• _Data supplied_
● ● ● ●
//! Episode configuration.
//!
//! Tuning parameters load from a TOML file so weights can be adjusted
//! without recompiling; `Default` is the reference configuration.
//! Validation is strict: a bad roster or cadence must fail fast rather
//! than be silently defaulted, since silent substitution would break
//! the determinism contract without anyone noticing.

use serde::{Deserialize, Serialize};
use std::collections::BTreeSet;
use std::path::Path;
use thiserror::Error;

/// Default tuning file path.
pub const DEFAULT_TUNING_PATH: &str = "tuning.toml";

/// Top-level configuration structure.
#[derive(Debug, Clone, Serialize, Deserialize, Default)]
#[serde(default)]
pub struct EpisodeConfig {
    pub simulation: SimulationConfig,
    pub agents: AgentConfig,
    pub weights: WeightConfig,
    pub chances: ChanceConfig,
}

/// Episode cadence parameters.
#[derive(Debug, Clone, Serialize, Deserialize)]
#[serde(default)]
pub struct SimulationConfig {
    /// Number of full rounds; every living agent acts once per turn.
    pub turns: u32,
    /// A voting phase triggers every this many turns...
    pub voting_interval: u32,
    /// ...but only strictly inside this window (exclusive bounds).
    pub voting_window_start: u32,
    pub voting_window_end: u32,
}

impl Default for SimulationConfig {
    fn default() -> Self {
        Self {
            turns: 150,
            voting_interval: 30,
            voting_window_start: 0,
            voting_window_end: 120,
        }
    }
}

/// Roster configuration. Order matters: it fixes spawn positions,
/// turn order, and the traitor draw's index space.
#[derive(Debug, Clone, Serialize, Deserialize)]
#[serde(default)]
pub struct AgentConfig {
    pub names: Vec<String>,
}

impl Default for AgentConfig {
    fn default() -> Self {
        Self {
            names: ["Alice", "Bob", "Charlie", "Diana", "Eve"]
                .iter()
                .map(|s| s.to_string())
                .collect(),
        }
    }
}

/// Integer weights for the action candidate list.
#[derive(Debug, Clone, Serialize, Deserialize)]
#[serde(default)]
pub struct WeightConfig {
    pub move_step: i32,
    pub gather: i32,
    pub deposit: i32,
    pub build: i32,
    pub eat: i32,
    pub send_message: i32,
    pub wait: i32,
    pub sabotage: i32,
    pub poison: i32,
    pub frame: i32,
}

impl WeightConfig {
    /// Named view over every weight, for validation and reporting.
    fn entries(&self) -> [(&'static str, i32); 10] {
        [
            ("move_step", self.move_step),
            ("gather", self.gather),
            ("deposit", self.deposit),
            ("build", self.build),
            ("eat", self.eat),
            ("send_message", self.send_message),
            ("wait", self.wait),
            ("sabotage", self.sabotage),
            ("poison", self.poison),
            ("frame", self.frame),
        ]
    }
}

impl Default for WeightConfig {
    fn default() -> Self {
        Self {
            move_step: 3,
            gather: 5,
            deposit: 8,
            build: 10,
            eat: 7,
            send_message: 2,
            wait: 1,
            sabotage: 15,
            poison: 12,
            frame: 8,
        }
    }
}

/// Percent probability gates.
#[derive(Debug, Clone, Serialize, Deserialize)]
#[serde(default)]
pub struct ChanceConfig {
    /// Gate on including the send-message candidate at all.
    pub send_message: i32,
    /// Gates on including the traitor's special candidates.
    pub sabotage: i32,
    pub poison: i32,
    pub frame: i32,
    /// Chance a colonist's vote lands on the true traitor.
    pub vote_accuracy: i32,
}

impl ChanceConfig {
    fn entries(&self) -> [(&'static str, i32); 5] {
        [
            ("send_message", self.send_message),
            ("sabotage", self.sabotage),
            ("poison", self.poison),
            ("frame", self.frame),
            ("vote_accuracy", self.vote_accuracy),
        ]
    }
}

impl Default for ChanceConfig {
    fn default() -> Self {
        Self {
            send_message: 15,
            sabotage: 30,
            poison: 25,
            frame: 20,
            vote_accuracy: 60,
        }
    }
}

/// Configuration rejection reasons. These are caller contract
/// violations, reported at `generate_episode` entry.
#[derive(Debug, Error)]
pub enum ConfigError {
    #[error("agent roster is empty")]
    EmptyRoster,
    #[error("duplicate agent name: {0}")]
    DuplicateAgent(String),
    #[error("turn count must be positive")]
    ZeroTurns,
    #[error("voting interval must be positive")]
    InvalidVotingInterval,
    #[error("voting window start {start} must precede end {end}")]
    InvalidVotingWindow { start: u32, end: u32 },
    #[error("action weight '{name}' must be positive, got {value}")]
    NonPositiveWeight { name: &'static str, value: i32 },
    #[error("chance '{name}' must be a percent in 0..=100, got {value}")]
    InvalidChance { name: &'static str, value: i32 },
    #[error("failed to read tuning file: {0}")]
    Io(#[from] std::io::Error),
    #[error("failed to parse tuning file: {0}")]
    Toml(#[from] toml::de::Error),
}

impl EpisodeConfig {
    /// Loads configuration from a TOML file.
    pub fn from_file(path: &Path) -> Result<Self, ConfigError> {
        let content = std::fs::read_to_string(path)?;
        Self::from_toml(&content)
    }

    /// Parses configuration from a TOML string.
    pub fn from_toml(content: &str) -> Result<Self, ConfigError> {
        Ok(toml::from_str(content)?)
    }

    /// Fail-fast validation of the determinism-critical parameters.
    pub fn validate(&self) -> Result<(), ConfigError> {
        if self.agents.names.is_empty() {
            return Err(ConfigError::EmptyRoster);
        }
        let mut seen = BTreeSet::new();
        for name in &self.agents.names {
            if !seen.insert(name.to_lowercase()) {
                return Err(ConfigError::DuplicateAgent(name.clone()));
            }
        }
        if self.simulation.turns == 0 {
            return Err(ConfigError::ZeroTurns);
        }
        if self.simulation.voting_interval == 0 {
            return Err(ConfigError::InvalidVotingInterval);
        }
        if self.simulation.voting_window_start >= self.simulation.voting_window_end {
            return Err(ConfigError::InvalidVotingWindow {
                start: self.simulation.voting_window_start,
                end: self.simulation.voting_window_end,
            });
        }
        // Every candidate weight is positive, so the weighted draw
        // always sees a non-empty range.
        for (name, value) in self.weights.entries() {
            if value <= 0 {
                return Err(ConfigError::NonPositiveWeight { name, value });
            }
        }
        for (name, value) in self.chances.entries() {
            if !(0..=100).contains(&value) {
                return Err(ConfigError::InvalidChance { name, value });
            }
        }
        Ok(())
    }
}
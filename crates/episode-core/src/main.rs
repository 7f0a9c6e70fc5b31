//! Marooned episode generator CLI.
//!
//! Generates one deterministic episode and optionally writes the step
//! sequence as JSONL for the presentation layer.

use clap::Parser;
use std::path::PathBuf;
use std::process;
use tracing_subscriber::{fmt, layer::SubscriberExt, util::SubscriberInitExt, EnvFilter};

use episode_core::{generate_episode, EpisodeConfig, EpisodeRng, StepLogger};

/// Command line arguments for the generator.
#[derive(Parser, Debug)]
#[command(name = "marooned")]
#[command(about = "Deterministic social-deduction episode generator")]
struct Args {
    /// Random seed for reproducibility (default: wall clock)
    #[arg(long)]
    seed: Option<u64>,

    /// Number of turns to generate (overrides the tuning file)
    #[arg(long)]
    turns: Option<u32>,

    /// Path to a tuning.toml configuration file
    #[arg(long)]
    config: Option<PathBuf>,

    /// Write the step sequence as JSONL to this path
    #[arg(long)]
    steps_out: Option<PathBuf>,

    /// Print final agent and ledger snapshots as JSON
    #[arg(long)]
    summary: bool,
}

/// Dev diagnostics via RUST_LOG, stderr, compact. Defaults to warn.
fn init_tracing() {
    let filter = EnvFilter::try_from_default_env().unwrap_or_else(|_| EnvFilter::new("warn"));
    tracing_subscriber::registry()
        .with(filter)
        .with(fmt::layer().with_writer(std::io::stderr).compact())
        .init();
}

fn main() {
    init_tracing();
    let args = Args::parse();

    let mut config = match &args.config {
        Some(path) => EpisodeConfig::from_file(path).unwrap_or_else(|e| {
            eprintln!("Error: {}", e);
            process::exit(1);
        }),
        None => EpisodeConfig::default(),
    };
    if let Some(turns) = args.turns {
        config.simulation.turns = turns;
    }

    // An explicit seed replays an exact episode; otherwise take one
    // from the wall clock and report it so the run stays replayable.
    let seed = args.seed.unwrap_or_else(|| {
        let mut entropy = EpisodeRng::from_entropy();
        entropy.draw(0, i32::MAX) as u64
    });

    println!("Marooned Episode Generator");
    println!("==========================");
    println!("Seed: {}", seed);
    println!("Turns: {}", config.simulation.turns);
    println!("Agents: {}", config.agents.names.join(", "));
    println!();

    let episode = generate_episode(seed, &config).unwrap_or_else(|e| {
        eprintln!("Error: {}", e);
        process::exit(1);
    });

    println!("Generated {} steps", episode.steps().len());

    if let Some(path) = &args.steps_out {
        let mut logger = StepLogger::new(path).unwrap_or_else(|e| {
            eprintln!("Error: could not open {}: {}", path.display(), e);
            process::exit(1);
        });
        if let Err(e) = logger.log_batch(episode.steps()).and_then(|_| logger.flush()) {
            eprintln!("Error: could not write steps: {}", e);
            process::exit(1);
        }
        println!("Wrote {} steps to {}", logger.step_count(), path.display());
    }

    if args.summary {
        let agents = episode.agent_snapshots();
        let ledger = episode.ledger_snapshot();
        match (
            serde_json::to_string_pretty(&agents),
            serde_json::to_string_pretty(&ledger),
        ) {
            (Ok(a), Ok(l)) => {
                println!("\nAgents:\n{}", a);
                println!("\nLedger:\n{}", l);
            }
            _ => eprintln!("Error: could not serialize summary"),
        }
    }
}
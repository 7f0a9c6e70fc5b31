//! Action policy engine.
//!
//! Per agent per turn: build a weighted candidate list from the current
//! state, draw one candidate, execute it. Candidates are a tagged enum
//! rather than closures so each kind's precondition and effect are
//! independently testable. The list order is part of the replay
//! contract: it is the tie-break when a weighted draw lands exactly on
//! a boundary.

pub mod text;

use episode_events::{ActionKind, Movement, ResourceKind, Target};
use tracing::trace;

use crate::config::EpisodeConfig;
use crate::ledger::Ledger;
use crate::rng::EpisodeRng;
use crate::roster::{Agent, Role};
use crate::terrain::WorldMap;

/// The 8 compass directions, in candidate order.
pub const COMPASS: [(i32, i32); 8] = [
    (1, 0),
    (-1, 0),
    (0, 1),
    (0, -1),
    (1, 1),
    (-1, -1),
    (1, -1),
    (-1, 1),
];

/// Movement requires more energy than this.
const MOVE_ENERGY_FLOOR: i32 = 10;
/// Eating is only considered below this energy level.
const EAT_ENERGY_CEILING: i32 = 40;
/// Box radius of the gather search.
const GATHER_RADIUS: i32 = 3;
/// Sabotage only pays once the ship is visibly underway.
const SABOTAGE_PROGRESS_FLOOR: f64 = 20.0;
/// Framing starts only after suspicion has had time to build.
const FRAME_TURN_FLOOR: u32 = 50;

/// One legal action for this agent this turn.
#[derive(Debug, Clone, PartialEq, Eq)]
pub enum CandidateAction {
    Move { dx: i32, dy: i32 },
    /// Gather carries the tile found by the box scan so execution does
    /// not re-search.
    Gather { x: i32, y: i32, kind: ResourceKind },
    Deposit,
    Build,
    Eat,
    SendMessage,
    Wait,
    Sabotage,
    Poison,
    Frame,
}

impl CandidateAction {
    pub fn kind(&self) -> ActionKind {
        match self {
            CandidateAction::Move { .. } => ActionKind::Move,
            CandidateAction::Gather { .. } => ActionKind::Gather,
            CandidateAction::Deposit => ActionKind::Deposit,
            CandidateAction::Build => ActionKind::Build,
            CandidateAction::Eat => ActionKind::Eat,
            CandidateAction::SendMessage => ActionKind::SendMessage,
            CandidateAction::Wait => ActionKind::Wait,
            CandidateAction::Sabotage => ActionKind::Sabotage,
            CandidateAction::Poison => ActionKind::Poison,
            CandidateAction::Frame => ActionKind::Frame,
        }
    }
}

/// A candidate with its integer selection weight.
#[derive(Debug, Clone, PartialEq, Eq)]
pub struct WeightedCandidate {
    pub action: CandidateAction,
    pub weight: i32,
}

impl WeightedCandidate {
    fn new(action: CandidateAction, weight: i32) -> Self {
        Self { action, weight }
    }
}

/// What an executed action reports back; the episode loop stamps
/// turn/day/agent on top and applies the energy and ship deltas.
#[derive(Debug, Clone)]
pub struct StepFragment {
    pub action: ActionKind,
    pub target: Option<Target>,
    pub reasoning: String,
    pub dialogue: String,
    pub energy_delta: i32,
    pub reward: f64,
    pub movement: Option<Movement>,
    pub ship_delta: f64,
}

/// Fixed per-kind energy deltas. Deterministic functions of the chosen
/// action kind only.
fn energy_delta(kind: ActionKind) -> i32 {
    match kind {
        ActionKind::Move => -3,
        ActionKind::Gather => -5,
        ActionKind::Deposit => -2,
        ActionKind::Build => -4,
        ActionKind::Eat => 25,
        ActionKind::SendMessage => -1,
        ActionKind::Wait => -1,
        ActionKind::Sabotage => -5,
        ActionKind::Poison => -3,
        ActionKind::Frame => -2,
        _ => 0,
    }
}

/// Fixed per-kind scalar rewards.
fn reward(kind: ActionKind) -> f64 {
    match kind {
        ActionKind::Gather => 0.2,
        ActionKind::Deposit => 0.3,
        ActionKind::Build => 0.5,
        ActionKind::Eat => 0.1,
        ActionKind::Sabotage => 2.0,
        ActionKind::Poison => 10.0,
        ActionKind::Frame => 1.5,
        _ => -0.01,
    }
}

/// Fixed per-kind overall-ship-progress deltas.
fn ship_delta(kind: ActionKind) -> f64 {
    match kind {
        ActionKind::Deposit => 1.0,
        ActionKind::Build => 3.0,
        ActionKind::Sabotage => -15.0,
        _ => 0.0,
    }
}

/// Bounded box scan around (ax, ay): first resource tile in fixed scan
/// order wins. Ties resolve by scan order, not distance.
pub fn find_nearby_resource(
    grid: &crate::terrain::TileGrid,
    ax: i32,
    ay: i32,
) -> Option<(i32, i32, ResourceKind)> {
    for dy in -GATHER_RADIUS..=GATHER_RADIUS {
        for dx in -GATHER_RADIUS..=GATHER_RADIUS {
            let (x, y) = (ax + dx, ay + dy);
            if !grid.in_bounds(x, y) {
                continue;
            }
            if let Some(kind) = grid.tile(x, y).resource {
                return Some((x, y, kind));
            }
        }
    }
    None
}

fn on_base(agent: &Agent, map: &WorldMap) -> bool {
    (agent.x, agent.y) == map.base()
}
● ● ● ●
• _To do_
Lines holding the word "clock" should be copied from the entries above.

• _Response area_
    /// Random seed for reproducibility (default: wall clock)
    // from the wall clock and report it so the run stays replayable.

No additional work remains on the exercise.